Differential expression of matrix metalloproteinases and tissue-derived inhibitors of metalloproteinase in fetal and adult skins.

Matrix metalloproteinases and their tissue-derived inhibitors determine the architecture of the extracellular matrix. In early gestation, the amount and organization of extracellular matrix may be associated with scarless repair of fetal skin wounds. To elucidate the part of the mechanism(s) underlying the phenotypic transition from scarless to scar-forming healing observed during fetal gestation, the ontogeny of matrix metalloproteinase-2, -9, -14 and their tissue inhibitors was characterized in non-wounded fetal human skin with different gestational ages from 13 to 33 weeks and adult skin using reverse transcriptase-polymerase chain reaction, immunohistochemical staining and western blot protocols. We showed that the levels of gene expressions for matrix metalloproteinase-2, -9, -14 and their endogenous inhibitors were significantly more in late gestational and adult skins than that in early gestational skin. Similar results were noted in terms of protein contents of these enzymes and inhibitors in fetal and adult skins.

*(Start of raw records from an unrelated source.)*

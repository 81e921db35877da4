// src/db/identity_repo.rs

use async_trait::async_trait;
use chrono::{DateTime, Utc};
use sqlx::{FromRow, PgPool};
use uuid::Uuid;

use crate::{
    common::error::AppError,
    db::IdentityStore,
    models::auth::{Administrator, Identity, NewWorkforceMember, WorkforceMember},
};

#[derive(Debug, Clone, Copy, PartialEq, Eq, sqlx::Type)]
#[sqlx(type_name = "account_kind", rename_all = "lowercase")]
enum AccountKind {
    Admin,
    Employee,
}

// One row of `accounts`; workforce-only columns are NULL for administrators.
#[derive(Debug, FromRow)]
struct AccountRow {
    id: Uuid,
    kind: AccountKind,
    username: String,
    password_hash: String,
    full_name: String,
    nisn: Option<String>,
    phone: Option<String>,
    address: Option<String>,
    class: Option<String>,
    major: Option<String>,
    is_active: bool,
    created_at: DateTime<Utc>,
    updated_at: DateTime<Utc>,
}

impl TryFrom<AccountRow> for Identity {
    type Error = AppError;

    fn try_from(row: AccountRow) -> Result<Self, Self::Error> {
        match row.kind {
            AccountKind::Admin => Ok(Identity::Administrator(Administrator {
                id: row.id,
                username: row.username,
                password_hash: row.password_hash,
                full_name: row.full_name,
                created_at: row.created_at,
                updated_at: row.updated_at,
            })),
            AccountKind::Employee => {
                let corrupt = || anyhow::anyhow!("account {} has invalid workforce columns", row.id);
                let class = row
                    .class
                    .as_deref()
                    .and_then(|c| c.parse().ok())
                    .ok_or_else(corrupt)?;
                let major = row
                    .major
                    .as_deref()
                    .and_then(|m| m.parse().ok())
                    .ok_or_else(corrupt)?;
                let nisn = row.nisn.clone().ok_or_else(corrupt)?;

                Ok(Identity::WorkforceMember(WorkforceMember {
                    id: row.id,
                    nisn,
                    username: row.username,
                    password_hash: row.password_hash,
                    full_name: row.full_name,
                    phone: row.phone,
                    address: row.address,
                    class,
                    major,
                    is_active: row.is_active,
                    created_at: row.created_at,
                    updated_at: row.updated_at,
                }))
            }
        }
    }
}

fn into_member(row: AccountRow) -> Result<WorkforceMember, AppError> {
    match Identity::try_from(row)? {
        Identity::WorkforceMember(member) => Ok(member),
        Identity::Administrator(admin) => Err(anyhow::anyhow!(
            "account {} is not a workforce member",
            admin.id
        )
        .into()),
    }
}

// Unique violations on `accounts` are the backstop for concurrent
// registrations that both passed the pre-check.
fn map_account_insert_error(e: sqlx::Error) -> AppError {
    if let sqlx::Error::Database(db_err) = &e {
        if db_err.is_unique_violation() {
            return match db_err.constraint() {
                Some("accounts_nisn_key") => AppError::DuplicateCode,
                _ => AppError::DuplicateUsername,
            };
        }
    }
    e.into()
}

/// Postgres-backed identity registry storage over the single `accounts` table.
#[derive(Clone)]
pub struct IdentityRepository {
    pool: PgPool,
}

impl IdentityRepository {
    pub fn new(pool: PgPool) -> Self {
        Self { pool }
    }
}

#[async_trait]
impl IdentityStore for IdentityRepository {
    async fn find_by_username(&self, username: &str) -> Result<Option<Identity>, AppError> {
        let row = sqlx::query_as::<_, AccountRow>("SELECT * FROM accounts WHERE username = $1")
            .bind(username)
            .fetch_optional(&self.pool)
            .await?;

        row.map(Identity::try_from).transpose()
    }

    async fn find_by_id(&self, id: Uuid) -> Result<Option<Identity>, AppError> {
        let row = sqlx::query_as::<_, AccountRow>("SELECT * FROM accounts WHERE id = $1")
            .bind(id)
            .fetch_optional(&self.pool)
            .await?;

        row.map(Identity::try_from).transpose()
    }

    async fn create_admin(
        &self,
        username: &str,
        password_hash: &str,
        full_name: &str,
    ) -> Result<Administrator, AppError> {
        let row = sqlx::query_as::<_, AccountRow>(
            r#"
            INSERT INTO accounts (kind, username, password_hash, full_name)
            VALUES ('admin', $1, $2, $3)
            RETURNING *
            "#,
        )
        .bind(username)
        .bind(password_hash)
        .bind(full_name)
        .fetch_one(&self.pool)
        .await
        .map_err(map_account_insert_error)?;

        match Identity::try_from(row)? {
            Identity::Administrator(admin) => Ok(admin),
            Identity::WorkforceMember(_) => {
                Err(anyhow::anyhow!("insert returned a non-admin account").into())
            }
        }
    }

    async fn create_workforce_member(
        &self,
        member: NewWorkforceMember,
    ) -> Result<WorkforceMember, AppError> {
        let mut tx = self.pool.begin().await?;

        // 1. Username is shared by both identity classes
        let username_taken: bool =
            sqlx::query_scalar("SELECT EXISTS (SELECT 1 FROM accounts WHERE username = $1)")
                .bind(&member.username)
                .fetch_one(&mut *tx)
                .await?;
        if username_taken {
            return Err(AppError::DuplicateUsername);
        }

        // 2. Workforce code
        let code_taken: bool =
            sqlx::query_scalar("SELECT EXISTS (SELECT 1 FROM accounts WHERE nisn = $1)")
                .bind(&member.nisn)
                .fetch_one(&mut *tx)
                .await?;
        if code_taken {
            return Err(AppError::DuplicateCode);
        }

        // 3. Insert; the unique indexes reject a racing duplicate
        let row = sqlx::query_as::<_, AccountRow>(
            r#"
            INSERT INTO accounts (
                kind, username, password_hash, full_name,
                nisn, phone, address, class, major, is_active
            )
            VALUES ('employee', $1, $2, $3, $4, $5, $6, $7, $8, TRUE)
            RETURNING *
            "#,
        )
        .bind(&member.username)
        .bind(&member.password_hash)
        .bind(&member.full_name)
        .bind(&member.nisn)
        .bind(&member.phone)
        .bind(&member.address)
        .bind(member.class.as_str())
        .bind(member.major.as_str())
        .fetch_one(&mut *tx)
        .await
        .map_err(map_account_insert_error)?;

        tx.commit().await?;

        into_member(row)
    }

    async fn list_workforce_members(&self) -> Result<Vec<WorkforceMember>, AppError> {
        let rows = sqlx::query_as::<_, AccountRow>(
            "SELECT * FROM accounts WHERE kind = 'employee' ORDER BY full_name ASC",
        )
        .fetch_all(&self.pool)
        .await?;

        rows.into_iter().map(into_member).collect()
    }

    async fn set_workforce_active(
        &self,
        id: Uuid,
        active: bool,
    ) -> Result<Option<WorkforceMember>, AppError> {
        let row = sqlx::query_as::<_, AccountRow>(
            r#"
            UPDATE accounts
            SET is_active = $2, updated_at = NOW()
            WHERE id = $1 AND kind = 'employee'
            RETURNING *
            "#,
        )
        .bind(id)
        .bind(active)
        .fetch_optional(&self.pool)
        .await?;

        row.map(into_member).transpose()
    }
}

We concluded that the endogenous matrix metalloproteinase-2, -9, -14 and their endogenous inhibitors might be involved in skin development and in maintenance of cutaneous structure and function. Lower protein contents of tissue-derived inhibitor-1, -2 in early gestational skin might provide a predominantly antiscarring signal while higher protein expression of these two inhibitors might be associated with scar-forming healing in late gestational and adult skins.